Power and Strategies of Social and Political Order

Research plan of the Oriental Institute of the Czech Academy of Sciences


about the project

Starting from 2015, the Oriental Institute (OI) of the Czech Academy of Sciences is pursuing a multifaceted, interdisciplinary long-term research plan entitled Power and Strategies of Social and Political Order. It the first stage, it focuses on China and aims to open up a perspective for an interdisciplinary, comparative research that will expand and transcend the boundaries of Chinese Studies proper while bolstering the viability and relevance of Chinese Studies as a discipline in the Czech Republic and Europe through an innovative amalgamation of the traditional strengths of Sinology as a form of historical-philological scholarship with impulses from the social sciences and other disciplines.
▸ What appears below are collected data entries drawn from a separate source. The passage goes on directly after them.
//! Deterministic feature-hashing embeddings.
//!
//! [`HashEmbeddingProvider`] needs no model download or network access: each
//! lowercase alphanumeric token is hashed with FNV-1a into a signed bucket and
//! the resulting bag-of-words vector is L2-normalised. Texts sharing words end
//! up close under cosine distance, which is enough for offline use and tests.

use async_trait::async_trait;

use crate::distance::l2_normalize;
use crate::embedding::EmbeddingProvider;
use crate::error::Result;

/// Default output dimensionality, matching `all-MiniLM-L6-v2`.
pub const DEFAULT_DIMENSIONS: usize = 384;

const FNV_OFFSET: u64 = 0xcbf2_9ce4_8422_2325;
const FNV_PRIME: u64 = 0x0100_0000_01b3;

fn fnv1a(bytes: &[u8]) -> u64 {
    bytes.iter().fold(FNV_OFFSET, |hash, b| (hash ^ u64::from(*b)).wrapping_mul(FNV_PRIME))
}

/// An [`EmbeddingProvider`] built on the hashing trick.
///
/// # Example
///
/// ```rust,ignore
/// use docrag::HashEmbeddingProvider;
///
/// let provider = HashEmbeddingProvider::new(256);
/// let a = provider.embed("pricing of the pro plan").await?;
/// let b = provider.embed("pricing of the pro plan").await?;
/// assert_eq!(a, b);
/// ```
#[derive(Debug, Clone)]
pub struct HashEmbeddingProvider {
    dimensions: usize,
    model_id: String,
}

impl HashEmbeddingProvider {
    /// Create a provider producing `dimensions`-long vectors.
    pub fn new(dimensions: usize) -> Self {
        Self { dimensions, model_id: format!("hash-fnv1a-{dimensions}") }
    }

    fn embed_sync(&self, text: &str) -> Vec<f32> {
        let mut embedding = vec![0.0f32; self.dimensions];
        if self.dimensions == 0 {
            return embedding;
        }
        let lowered = text.to_lowercase();
        for token in lowered.split(|c: char| !c.is_alphanumeric()).filter(|t| !t.is_empty()) {
            let hash = fnv1a(token.as_bytes());
            let bucket = (hash % self.dimensions as u64) as usize;
            let sign = if hash >> 63 == 0 { 1.0 } else { -1.0 };
            embedding[bucket] += sign;
        }
        l2_normalize(&mut embedding);
        embedding
    }
}

impl Default for HashEmbeddingProvider {
    fn default() -> Self {
        Self::new(DEFAULT_DIMENSIONS)
    }
}

#[async_trait]
impl EmbeddingProvider for HashEmbeddingProvider {
    async fn embed(&self, text: &str) -> Result<Vec<f32>> {
        Ok(self.embed_sync(text))
    }

    async fn embed_batch(&self, texts: &[&str]) -> Result<Vec<Vec<f32>>> {
        Ok(texts.iter().map(|text| self.embed_sync(text)).collect())
    }

    fn dimensions(&self) -> usize {
        self.dimensions
    }

    fn model_id(&self) -> &str {
        &self.model_id
    }
}

#[cfg(test)]
mod tests {
    use super::*;
    use crate::distance::DistanceMetric;

    #[tokio::test]
    async fn embeddings_are_deterministic_and_sized() {
        let provider = HashEmbeddingProvider::new(64);
        let a = provider.embed("The quick brown fox").await.unwrap();
        let b = HashEmbeddingProvider::new(64).embed("The quick brown fox").await.unwrap();
        assert_eq!(a.len(), 64);
        assert_eq!(a, b);
        assert_eq!(provider.model_id(), "hash-fnv1a-64");
    }

    #[tokio::test]
    async fn batch_preserves_input_order() {
        let provider = HashEmbeddingProvider::new(32);
        let texts = ["alpha", "beta", "gamma"];
        let batch = provider.embed_batch(&texts).await.unwrap();
        assert_eq!(batch.len(), 3);
        for (text, vector) in texts.iter().zip(&batch) {
            assert_eq!(vector, &provider.embed(text).await.unwrap());
        }
    }

    #[tokio::test]
    async fn shared_words_are_closer_than_unrelated_text() {
        let provider = HashEmbeddingProvider::default();
        let query = provider.embed("How much does the pro plan cost?").await.unwrap();
        let related = provider.embed("The pro plan cost is 20 dollars").await.unwrap();
        let unrelated = provider.embed("Penguins live in Antarctica").await.unwrap();
        let metric = DistanceMetric::Cosine;
        assert!(metric.distance(&query, &related) < metric.distance(&query, &unrelated));
    }

    #[tokio::test]
    async fn case_and_punctuation_are_ignored() {
        let provider = HashEmbeddingProvider::new(16);
        let a = provider.embed("Hello, World!").await.unwrap();
        let b = provider.embed("hello world").await.unwrap();
        assert_eq!(a, b);
    }
}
Proceeding from a broad conception of power as the heteronomous reduction of individual and collective autonomy which can be effected through military, economic, ideological, and political means (Michael Mann), the project will address a range of questions pertinent to the study of Chinese civilization from the ancient past to the present. Additionally, it is designed to contribute to a deepened historical, sociological, cultural, and anthropological understanding of the emergence, stability and transformation of political and social structures more generally. In this sense, the project promises to foster a fruitful exchange with scholars who pursue research on other cultures and in other fields of specialization, including such disciplines as sociology, intellectual history, philosophy, archaeology, and anthropology. The project will also prove to be highly relevant to the pressing issue of understanding contemporary China, though not from the perspective of a shallow presentism but, instead, through a methodologically and theoretically informed study of the longue durée based on a close examination of primary sources.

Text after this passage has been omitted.